The Legal Regime for Elevator Safety and its complementary regulations officially came into effect on April 1, 2024. These rules establish the responsibilities and obligations of elevator owners, licensing requirements for maintenance and inspection entities, conditions for conducting commercial activities, and measures to ensure the independence of inspection entities—all with the goal of ensuring the effective and safe operation of elevators.

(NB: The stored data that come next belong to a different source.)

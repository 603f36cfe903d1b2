//! Order routes.

use axum::Router;
use axum::extract::State;
use axum::response::IntoResponse;
use axum::routing::{delete, get, post, put};
use serde::Deserialize;
use shopfront_core::models::order::{OrderLine, ShippingAddress};
use uuid::Uuid;
use validator::Validate;

use crate::error::ApiError;
use crate::extract::{AdminUser, ApiJson, ApiPath, ApiQuery, CurrentUser, PageQuery};
use crate::response::{Envelope, Page};
use crate::state::AppState;

const ORDERS_PAGE_SIZE: u64 = 5;

pub fn router() -> Router<AppState> {
    Router::new()
        .route("/create", post(create_order))
        .route("/user", get(my_orders))
        .route("/admin/orders", get(all_orders))
        .route(
            "/admin/update-status/{order_id}",
            put(update_status).patch(update_status),
        )
        .route("/admin/{order_id}", delete(delete_order))
        .route("/{order_id}", get(get_order))
}

#[derive(Debug, Deserialize, Validate)]
#[serde(rename_all = "camelCase")]
struct CreateOrderRequest {
    shipping_address: ShippingAddress,
    #[serde(default)]
    #[validate(length(min = 1, message = "No order items provided"))]
    order_items: Vec<OrderLine>,
}

#[derive(Debug, Default, Deserialize)]
#[serde(default, rename_all = "camelCase")]
struct StatusRequest {
    order_status: Option<String>,
}

async fn create_order(
    State(state): State<AppState>,
    CurrentUser(user): CurrentUser,
    ApiJson(body): ApiJson<CreateOrderRequest>,
) -> Result<impl IntoResponse, ApiError> {
    body.validate()?;
    let order = state
        .orders
        .create_order(user.id, body.shipping_address, body.order_items)
        .await?;
    Ok(Envelope::created(order, "Order created successfully"))
}

async fn my_orders(
    State(state): State<AppState>,
    CurrentUser(user): CurrentUser,
    ApiQuery(query): ApiQuery<PageQuery>,
) -> Result<impl IntoResponse, ApiError> {
    let orders = state
        .orders
        .list_for_user(user.id, query.pagination(ORDERS_PAGE_SIZE))
        .await?;
    let message = if orders.items.is_empty() {
        "Orders Not Found"
    } else {
        "Orders fetched successfully"
    };
    Ok(Envelope::ok(Page::from(orders), message))
}

async fn all_orders(
    State(state): State<AppState>,
    _admin: AdminUser,
    ApiQuery(query): ApiQuery<PageQuery>,
) -> Result<impl IntoResponse, ApiError> {
    let orders = state
        .orders
        .list_all(query.pagination(ORDERS_PAGE_SIZE))
        .await?;
    Ok(Envelope::ok(Page::from(orders), "All orders fetched successfully"))
}

async fn get_order(
    State(state): State<AppState>,
    CurrentUser(user): CurrentUser,
    ApiPath(order_id): ApiPath<Uuid>,
) -> Result<impl IntoResponse, ApiError> {
    let order = state.orders.get_order(order_id, &user).await?;
    Ok(Envelope::ok(order, "Order fetched successfully"))
}

async fn update_status(
    State(state): State<AppState>,
    _admin: AdminUser,
    ApiPath(order_id): ApiPath<Uuid>,
    ApiJson(body): ApiJson<StatusRequest>,
) -> Result<impl IntoResponse, ApiError> {
    let order = state
        .orders
        .update_status(order_id, body.order_status.as_deref())
        .await?;
    Ok(Envelope::ok(order, "Order status updated successfully"))
}

async fn delete_order(
    State(state): State<AppState>,
    _admin: AdminUser,
    ApiPath(order_id): ApiPath<Uuid>,
) -> Result<impl IntoResponse, ApiError> {
    state.orders.delete_order(order_id).await?;
    Ok(Envelope::empty("Order deleted successfully"))
}
//! In-memory gateway for tests and local development.

use std::sync::Mutex;
use std::sync::atomic::{AtomicBool, AtomicU64, Ordering};

use async_trait::async_trait;

use crate::error::PaymentError;
use crate::gateway::{GatewayOrder, GatewayOrderRequest, PaymentGateway};

/// Gateway that never leaves the process.
///
/// Orders get sequential ids (`order_mock_1`, `order_mock_2`, ...) and are
/// recorded so tests can inspect what was requested. It can be told to fail
/// the next call to exercise error paths.
pub struct MockGateway {
    key_id: String,
    key_secret: String,
    counter: AtomicU64,
    fail_next: AtomicBool,
    created: Mutex<Vec<GatewayOrder>>,
}

impl MockGateway {
    pub fn new(key_id: impl Into<String>, key_secret: impl Into<String>) -> Self {
        Self {
            key_id: key_id.into(),
            key_secret: key_secret.into(),
            counter: AtomicU64::new(0),
            fail_next: AtomicBool::new(false),
            created: Mutex::new(Vec::new()),
        }
    }

    /// Make the next `create_order` call fail with a gateway error.
    pub fn set_fail_next(&self, fail: bool) {
        self.fail_next.store(fail, Ordering::SeqCst);
    }

    /// Orders created so far, oldest first.
    pub fn created_orders(&self) -> Vec<GatewayOrder> {
        self.created
            .lock()
            .map(|orders| orders.clone())
            .unwrap_or_default()
    }
}

#[async_trait]
impl PaymentGateway for MockGateway {
    async fn create_order(&self, request: GatewayOrderRequest) -> Result<GatewayOrder, PaymentError> {
        if self.fail_next.swap(false, Ordering::SeqCst) {
            return Err(PaymentError::Gateway("mock failure".into()));
        }
        if request.amount == 0 {
            return Err(PaymentError::InvalidParameters(
                "Amount must be a positive number".into(),
            ));
        }

        let n = self.counter.fetch_add(1, Ordering::SeqCst) + 1;
        let order = GatewayOrder {
            id: format!("order_mock_{n}"),
            amount: request.amount,
            currency: request.currency,
            receipt: request.receipt,
            status: "created".into(),
            created_at: None,
        };
        if let Ok(mut created) = self.created.lock() {
            created.push(order.clone());
        }
        Ok(order)
    }

    fn key_id(&self) -> &str {
        &self.key_id
    }

    fn key_secret(&self) -> &str {
        &self.key_secret
    }
}

#[cfg(test)]
mod tests {
    use super::*;

    fn request(amount: u64) -> GatewayOrderRequest {
        GatewayOrderRequest {
            amount,
            currency: "INR".into(),
            receipt: None,
        }
    }

    #[tokio::test]
    async fn ids_are_sequential() {
        let gateway = MockGateway::new("rzp_test_key", "secret");
        let first = gateway.create_order(request(100)).await.unwrap();
        let second = gateway.create_order(request(250)).await.unwrap();
        assert_eq!(first.id, "order_mock_1");
        assert_eq!(second.id, "order_mock_2");
        assert_eq!(second.amount, 250);
        assert_eq!(gateway.created_orders().len(), 2);
        assert_eq!(gateway.key_id(), "rzp_test_key");
    }

    #[tokio::test]
    async fn fail_next_applies_once() {
        let gateway = MockGateway::new("k", "s");
        gateway.set_fail_next(true);
        assert!(matches!(
            gateway.create_order(request(100)).await,
            Err(PaymentError::Gateway(_))
        ));
        assert!(gateway.create_order(request(100)).await.is_ok());
    }
}
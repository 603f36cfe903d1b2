//! Product domain model.

use std::fmt;
use std::str::FromStr;

use chrono::{DateTime, Utc};
use serde::{Deserialize, Serialize};
use uuid::Uuid;

use crate::models::media::ImageRef;

pub const MAX_PRICE: f64 = 9_999_999.0;

#[derive(Debug, Clone, Copy, Serialize, Deserialize, PartialEq, Eq, Hash)]
pub enum Category {
    Electronics,
    Clothes,
    Shoes,
    Sports,
    Vehicle,
    Other,
}

impl Category {
    pub const ALL: [Category; 6] = [
        Category::Electronics,
        Category::Clothes,
        Category::Shoes,
        Category::Sports,
        Category::Vehicle,
        Category::Other,
    ];

    pub fn as_str(&self) -> &'static str {
        match self {
            Category::Electronics => "Electronics",
            Category::Clothes => "Clothes",
            Category::Shoes => "Shoes",
            Category::Sports => "Sports",
            Category::Vehicle => "Vehicle",
            Category::Other => "Other",
        }
    }
}

impl fmt::Display for Category {
    fn fmt(&self, f: &mut fmt::Formatter<'_>) -> fmt::Result {
        f.write_str(self.as_str())
    }
}

impl FromStr for Category {
    type Err = String;

    fn from_str(s: &str) -> Result<Self, Self::Err> {
        Category::ALL
            .into_iter()
            .find(|c| c.as_str().eq_ignore_ascii_case(s))
            .ok_or_else(|| format!("Invalid category: {s}"))
    }
}

#[derive(Debug, Clone, Serialize, Deserialize)]
#[serde(rename_all = "camelCase")]
pub struct Product {
    pub id: Uuid,
    pub name: String,
    pub slug: String,
    pub description: String,
    pub brand: String,
    pub price: f64,
    pub images: Vec<ImageRef>,
    pub category: Category,
    pub tags: Vec<String>,
    pub stock: u32,
    /// Denormalized mean of all review ratings (0 when unreviewed).
    pub average_rating: f64,
    pub reviews_count: u64,
    pub owner_id: Uuid,
    pub created_at: DateTime<Utc>,
    pub updated_at: DateTime<Utc>,
}

impl Product {
    /// URL of the first image, used as the line-item thumbnail.
    pub fn thumbnail(&self) -> Option<&str> {
        self.images.first().map(|img| img.url.as_str())
    }
}

#[derive(Debug, Clone, Serialize, Deserialize)]
pub struct CreateProduct {
    pub name: String,
    pub description: String,
    pub brand: Option<String>,
    pub price: f64,
    pub category: Category,
    pub tags: Vec<String>,
    pub stock: u32,
    pub images: Vec<ImageRef>,
    pub owner_id: Uuid,
}

/// Whitelisted product fields an administrator may change.
#[derive(Debug, Clone, Serialize, Deserialize, Default)]
pub struct UpdateProduct {
    pub name: Option<String>,
    pub description: Option<String>,
    pub price: Option<f64>,
    pub category: Option<Category>,
    pub stock: Option<u32>,
    pub images: Option<Vec<ImageRef>>,
}

impl UpdateProduct {
    pub fn is_empty(&self) -> bool {
        self.name.is_none()
            && self.description.is_none()
            && self.price.is_none()
            && self.category.is_none()
            && self.stock.is_none()
            && self.images.is_none()
    }
}

/// Catalog listing filters. All present filters must match.
#[derive(Debug, Clone, Default)]
pub struct ProductFilter {
    /// Case-insensitive substring match on the product name.
    pub keyword: Option<String>,
    pub category: Option<Category>,
    pub min_price: Option<f64>,
    pub max_price: Option<f64>,
}

/// Aggregate of a product's reviews, written back onto the product.
#[derive(Debug, Clone, Copy, PartialEq, Serialize, Deserialize)]
#[serde(rename_all = "camelCase")]
pub struct RatingSummary {
    pub average_rating: f64,
    pub reviews_count: u64,
}

impl RatingSummary {
    pub fn from_ratings(ratings: &[u8]) -> Self {
        if ratings.is_empty() {
            return Self {
                average_rating: 0.0,
                reviews_count: 0,
            };
        }
        let sum: u64 = ratings.iter().map(|&r| u64::from(r)).sum();
        Self {
            average_rating: sum as f64 / ratings.len() as f64,
            reviews_count: ratings.len() as u64,
        }
    }
}

#[cfg(test)]
mod tests {
    use super::*;

    #[test]
    fn category_parse_is_case_insensitive() {
        assert_eq!("shoes".parse::<Category>().unwrap(), Category::Shoes);
        assert_eq!("Vehicle".parse::<Category>().unwrap(), Category::Vehicle);
        assert!("Food".parse::<Category>().is_err());
    }

    #[test]
    fn rating_summary_is_arithmetic_mean() {
        let summary = RatingSummary::from_ratings(&[5, 4, 3]);
        assert_eq!(summary.reviews_count, 3);
        assert!((summary.average_rating - 4.0).abs() < f64::EPSILON);

        let summary = RatingSummary::from_ratings(&[5, 4]);
        assert!((summary.average_rating - 4.5).abs() < f64::EPSILON);
    }

    #[test]
    fn empty_rating_summary_is_zero() {
        let summary = RatingSummary::from_ratings(&[]);
        assert_eq!(summary.reviews_count, 0);
        assert_eq!(summary.average_rating, 0.0);
    }
}
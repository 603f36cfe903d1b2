//! Authentication configuration.

/// Configuration for the authentication service.
#[derive(Debug, Clone)]
pub struct AuthConfig {
    /// HMAC secret for signing access tokens (HS256).
    pub access_token_secret: String,
    /// HMAC secret for signing refresh tokens. Must differ from the
    /// access secret so one token kind can never pass as the other.
    pub refresh_token_secret: String,
    /// Access token lifetime in seconds (default: 1800 = 30 minutes).
    pub access_token_lifetime_secs: u64,
    /// Refresh token lifetime in seconds (default: 864_000 = 10 days).
    pub refresh_token_lifetime_secs: u64,
    /// JWT issuer (`iss` claim).
    pub jwt_issuer: String,
    /// Optional pepper prepended to passwords before Argon2id verification.
    pub pepper: Option<String>,
    /// Minimum password length for policy enforcement.
    pub min_password_length: usize,
    /// Password-reset token lifetime in seconds (default: 1800).
    pub reset_token_lifetime_secs: u64,
}

impl Default for AuthConfig {
    fn default() -> Self {
        Self {
            access_token_secret: String::new(),
            refresh_token_secret: String::new(),
            access_token_lifetime_secs: 1800,
            refresh_token_lifetime_secs: 864_000,
            jwt_issuer: "shopfront".into(),
            pepper: None,
            min_password_length: 6,
            reset_token_lifetime_secs: 1800,
        }
    }
}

According to data released by the Land and Urban Construction Services Bureau (DSSCU) in October last year, there are approximately 10,500 registered and operational elevators in Macau. Industry estimates suggest that around 70 percent of elevators currently pass annual inspections, leaving approximately 3,000 units without inspection. At present, there are nine elevator inspection companies in Macau, with additional companies still in the process of approval. Furthermore, under the new law, elevators that were already in operation before the legislation came into effect have a three-year transition period to complete the necessary upgrades. If these upgrades are not completed within three years, inspection intervals will be reduced to every eight months. However, elevators with valid inspection certificates and maintenance contracts during this period may continue to operate normally. As a result, the new regulations are not expected to cause significant disruptions to the normal operation of existing elevators in Macau.
However, since elevators must undergo at least one annual inspection—and non-inspected or non-compliant units require inspections every eight months—this presents an additional financial burden for residents. For example, with an inspection cost of 3,000 to 4,000 patacas per elevator, condominiums with more than ten elevators could face annual inspection costs amounting to tens of thousands of patacas. Additionally, some older elevators in use may no longer meet current safety standards, requiring upgrades or repairs that cost anywhere between tens of thousands to 100,000 patacas per unit. One condominium, despite choosing the lowest-cost maintenance company, spent around 30,000 patacas per repair for each of its 20 elevators, totaling 600,000 patacas—which directly increases the residents’ cost of living.
To address these challenges, I propose that the authorities review the practical issues related to implementation. In the short term, they should accelerate the approval process for licensing inspection companies where conditions allow, ensuring safety while also allowing more qualified companies to enter the market. This would speed up inspections, promote healthy competition, and help adjust service fees to ease the financial burden on residents.
Moreover, although the existing Building Repair Fund provides financial support for routine inspections and repairs of shared facilities, including elevators, the ongoing mandatory inspections and upgrades require dedicated financing programs. The relevant departments should explore specialized subsidy schemes to accelerate and support residents in improving elevator safety facilities.